La técnica de cristalografía de rayos X se ha utilizado para investigar las estructuras a escala atómica e incluso el comportamiento dinámico de muchas proteínas. Aquí, Las muestras cristalizadas de la proteína en estudio se golpean con un haz de rayos X, causando patrones de difracción, que aparecen en una pantalla. El ensamblaje de miles de instantáneas de difracción permite ensamblar una imagen estructural 3-D de alta resolución con la ayuda de computadoras.

Sin embargo, muchas proteínas de membrana, incluidos los GPCR, no forme grandes, Cristales bien ordenados apropiados para cristalografía de rayos X. Más lejos, estas proteínas son delicadas y se dañan fácilmente con la radiación X. Solucionar el problema ha requerido el uso de dispositivos especiales conocidos como láseres de electrones libres de rayos X o XFELS, que puede ofrecer una brillante ráfaga de luz de rayos X que dura solo femtosegundos, (un femtosegundo es igual a una cuadrillonésima parte de un segundo o aproximadamente el tiempo que tarda un rayo de luz en atravesar el diámetro de un virus). La técnica de cristalografía de rayos X de femtosegundos en serie permite a los investigadores obtener una imagen de refracción antes de que se destruya la muestra cristalizada.

Sin embargo, La cristalización de muchas proteínas de membrana sigue siendo un arte extremadamente difícil e impreciso y solo un puñado de estas gigantescas máquinas XFEL existen en el mundo.

Ingrese microscopía electrónica criogénica y MicroED. Esta técnica innovadora implica la congelación instantánea de cristales de proteína en una fina capa de hielo, luego sometiéndolos a un haz de electrones.

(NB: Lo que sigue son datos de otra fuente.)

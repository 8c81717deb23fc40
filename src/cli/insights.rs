use tabled::Table;

use crate::{
    config, error, info,
    management::{InsightCache, InsightStore},
    types::{InsightKey, InsightTableRow},
    utils, warning,
};

const PREVIEW_LEN: usize = 60;

pub async fn list_insights(search: Option<String>) {
    let cache = InsightCache::open_default();
    if !cache.is_available() {
        error!(
            "Insight cache at {} cannot be opened",
            config::insights_db_path().display()
        );
        return;
    }

    let mut entries = match cache.entries() {
        Ok(entries) => entries,
        Err(e) => {
            warning!("Failed to load insights. Err: {}", e);
            return;
        }
    };

    if let Some(search) = search {
        let term = search.to_lowercase();
        entries.retain(|(key, _)| {
            key.track.to_lowercase().contains(&term)
                || key.artist.to_lowercase().contains(&term)
                || key.album.to_lowercase().contains(&term)
        });
    }

    if entries.is_empty() {
        info!("No cached insights found.");
        return;
    }

    entries.sort_by(|(a, _), (b, _)| {
        (a.artist.to_lowercase(), a.track.to_lowercase())
            .cmp(&(b.artist.to_lowercase(), b.track.to_lowercase()))
    });

    let table_rows: Vec<InsightTableRow> = entries
        .into_iter()
        .map(|(key, insight)| InsightTableRow {
            track: key.track,
            artist: key.artist,
            album: key.album,
            insight: utils::truncate(&insight, PREVIEW_LEN),
        })
        .collect();

    let table = Table::new(table_rows);
    println!("{}", table);
}

pub async fn show_insight(track: String, artist: String, album: String) {
    let cache = InsightCache::open_default();
    let key = InsightKey {
        track,
        artist,
        album,
    };

    match cache.get(&key) {
        Some(insight) => println!("{}", insight),
        None => warning!(
            "No insight cached for {} - {} ({})",
            key.track,
            key.artist,
            key.album
        ),
    }
}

Como en el caso de la cristalografía de rayos X, el método utiliza patrones de difracción, esta vez de electrones en lugar de rayos X, para ensamblar estructuras finales detalladas.

MicroED se destaca en la recopilación de datos de cristales demasiado pequeños e irregulares para ser utilizados en cristalografía de rayos X convencional. En el nuevo estudio, Los investigadores utilizaron dos técnicas avanzadas en tándem para producir imágenes de difracción de alta resolución de dos proteínas modelo importantes:la proteinasa K y el receptor de adenosina A2A. cuyas funciones incluyen la modulación de neurotransmisores en el cerebro, vasodilatación cardíaca y respuesta inmune de las células T.

Las proteínas estaban incrustadas en un tipo especial de cristal conocido como fase cúbica lipídica o cristal LCP. que imita el entorno nativo en el que se encuentran tales proteínas de forma natural. Las muestras de LCP se sometieron luego a microscopía electrónica, utilizando el método MicroED, que permite la formación de imágenes de extremadamente delgadas, cristales de tamaño submicrónico. Más lejos, La rotación continua de los cristales de LCP bajo el microscopio electrónico permite adquirir múltiples patrones de difracción de un solo cristal con un valor extremadamente bajo, Dosis de electrones sin daños.

La capacidad de examinar proteínas que solo pueden formar microcristales o nanocristales abre la puerta a la determinación estructural de muchas proteínas de membrana de vital importancia que han eludido los medios convencionales de investigación. particularmente GPCR.